(Collection entries)
---

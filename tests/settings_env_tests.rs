//! Environment overrides for settings.
//!
//! Kept in its own test binary with a single test, since it mutates the
//! process environment.

use std::io::Write;

use hubsig::settings::Settings;
use hubsig::Comparison;

#[test]
fn test_environment_overrides_settings_file() {
    let mut file = tempfile::Builder::new().suffix(".toml").tempfile().unwrap();
    writeln!(
        file,
        "[receiver]\nport = 8080\nsecret = \"from file\"\n\n[sender]\nurl = \"http://127.0.0.1:8080/webhook\""
    )
    .unwrap();

    std::env::set_var("HUBSIG_RECEIVER__PORT", "9000");
    std::env::set_var("HUBSIG_RECEIVER__COMPARISON", "constant_time");
    std::env::set_var("HUBSIG_SENDER__SECRET", "from env");

    let settings = Settings::load(Some(file.path())).unwrap();

    std::env::remove_var("HUBSIG_RECEIVER__PORT");
    std::env::remove_var("HUBSIG_RECEIVER__COMPARISON");
    std::env::remove_var("HUBSIG_SENDER__SECRET");

    assert_eq!(settings.receiver.port, 9000);
    assert_eq!(settings.receiver.comparison, Comparison::ConstantTime);
    assert_eq!(settings.receiver.secret.as_deref(), Some("from file"));
    assert_eq!(settings.sender.secret.as_deref(), Some("from env"));
    assert_eq!(
        settings.sender.url.as_deref(),
        Some("http://127.0.0.1:8080/webhook")
    );
}
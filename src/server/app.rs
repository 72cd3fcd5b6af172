//! Demo webhook receiver
//!
//! Provides a `/health` endpoint and a signature-protected `/webhook`
//! endpoint that echoes the verified body back to the sender.

use std::net::SocketAddr;

use axum::{
    body::Bytes,
    http::header,
    middleware::from_fn_with_state,
    response::IntoResponse,
    routing::{get, post},
    Extension, Json, Router,
};
use serde::{Deserialize, Serialize};
use tower_http::trace::TraceLayer;

use super::{verify_webhook, WebhookVerifier};
use crate::error::WebhookResult;
use crate::secret::{HasWebhookSecret, Secret, WebhookTarget};
use crate::settings::ReceiverSettings;

/// Health check response
#[derive(Debug, Serialize, Deserialize)]
pub struct HealthResponse {
    pub status: String,
    pub service: String,
    pub version: String,
}

/// The `/webhook` endpoint, which knows the secret its senders share.
#[derive(Debug, Clone)]
pub struct EchoEndpoint {
    secret: Secret,
}

impl EchoEndpoint {
    pub fn new(secret: Secret) -> Self {
        Self { secret }
    }
}

impl HasWebhookSecret for EchoEndpoint {
    fn webhook_secret(&self) -> Option<Secret> {
        Some(self.secret.clone())
    }
}

/// Create the receiver router.
///
/// `/webhook` is verified by `verifier`. When `target` is given it is attached
/// to that route so a verifier built with [`WebhookVerifier::from_target`]
/// can ask the endpoint for its secret.
pub fn router(verifier: WebhookVerifier, target: Option<WebhookTarget>) -> Router {
    let mut webhooks = Router::new()
        .route("/webhook", post(echo_handler))
        .route_layer(from_fn_with_state(verifier, verify_webhook));
    if let Some(target) = target {
        webhooks = webhooks.route_layer(Extension(target));
    }

    Router::new()
        .route("/health", get(health_handler))
        .merge(webhooks)
        .layer(TraceLayer::new_for_http())
}

/// GET /health
pub async fn health_handler() -> Json<HealthResponse> {
    Json(HealthResponse {
        status: "healthy".to_string(),
        service: "hubsig".to_string(),
        version: env!("CARGO_PKG_VERSION").to_string(),
    })
}

/// POST /webhook
///
/// Only reached once the signature has been verified.
async fn echo_handler(body: Bytes) -> impl IntoResponse {
    tracing::info!(len = body.len(), "Received webhook");
    ([(header::CONTENT_TYPE, "application/octet-stream")], body)
}

/// Build the verifier described by `settings`, asking the endpoint for its secret.
pub fn verifier_for(settings: &ReceiverSettings) -> WebhookVerifier {
    let mut verifier = WebhookVerifier::from_target().with_comparison(settings.comparison);
    if let Some(limit) = settings.max_body_size {
        verifier = verifier.with_max_body_size(limit);
    }
    verifier
}

/// Bind and serve the receiver until the process is stopped.
pub async fn run(settings: &ReceiverSettings, secret: Secret) -> WebhookResult<()> {
    let app = router(
        verifier_for(settings),
        Some(WebhookTarget::new(EchoEndpoint::new(secret))),
    );

    let listener = tokio::net::TcpListener::bind(settings.socket_addr()).await?;
    let local: SocketAddr = listener.local_addr()?;
    tracing::info!(address = %local, "Webhook receiver listening");

    axum::serve(listener, app).await?;
    Ok(())
}
//! Error types for webhook signing and verification.
//!
//! Only failures live here. Client protocol violations seen by the verifier
//! (missing, repeated or malformed signature headers, digest mismatches) are
//! ordinary outcomes and are modelled by [`crate::server::Verdict`].

use axum::{
    http::StatusCode,
    response::{IntoResponse, Response},
    Json,
};
use serde::Serialize;

#[derive(Debug, thiserror::Error)]
pub enum WebhookError {
    /// An explicitly configured secret had no bytes.
    #[error("Webhook secret must not be empty")]
    EmptySecret,
    /// The verifier could not resolve a secret for the request.
    #[error("Webhook secret may not be null or empty")]
    SecretUnavailable,
    /// The matched endpoint was not attached as a webhook target.
    #[error("Matched endpoint does not provide a webhook secret")]
    MissingWebhookTarget,
    #[error("Failed to read body: {0}")]
    BodyRead(String),
    #[error("Body exceeds the configured limit of {limit} bytes")]
    BodyTooLarge { limit: usize },
    /// A streaming outbound body cannot be buffered for signing.
    #[error("Streaming request bodies cannot be signed")]
    UnsignableBody,
    #[error(transparent)]
    Io(#[from] std::io::Error),
    #[error(transparent)]
    Http(#[from] axum::http::Error),
    #[error(transparent)]
    Transport(#[from] reqwest::Error),
}

/// Result type for webhook operations
pub type WebhookResult<T> = Result<T, WebhookError>;

/// Error response body
#[derive(Debug, Serialize)]
struct ErrorResponse {
    error: String,
}

impl IntoResponse for WebhookError {
    fn into_response(self) -> Response {
        match self {
            too_large @ WebhookError::BodyTooLarge { .. } => (
                StatusCode::PAYLOAD_TOO_LARGE,
                Json(ErrorResponse {
                    error: too_large.to_string(),
                }),
            )
                .into_response(),
            _ => (
                StatusCode::INTERNAL_SERVER_ERROR,
                Json(ErrorResponse {
                    error: "Something wrong happened.".to_string(),
                }),
            )
                .into_response(),
        }
    }
}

---

Reproduce only the lines above spanning from the line containing "buffered for signing." through the line containing "pub type WebhookResult<T>", word for word.

**Response:**
    /// A streaming outbound body cannot be buffered for signing.
    #[error("Streaming request bodies cannot be signed")]
    UnsignableBody,
    #[error(transparent)]
    Io(#[from] std::io::Error),
    #[error(transparent)]
    Http(#[from] axum::http::Error),
    #[error(transparent)]
    Transport(#[from] reqwest::Error),
}

/// Result type for webhook operations
pub type WebhookResult<T> = Result<T, WebhookError>;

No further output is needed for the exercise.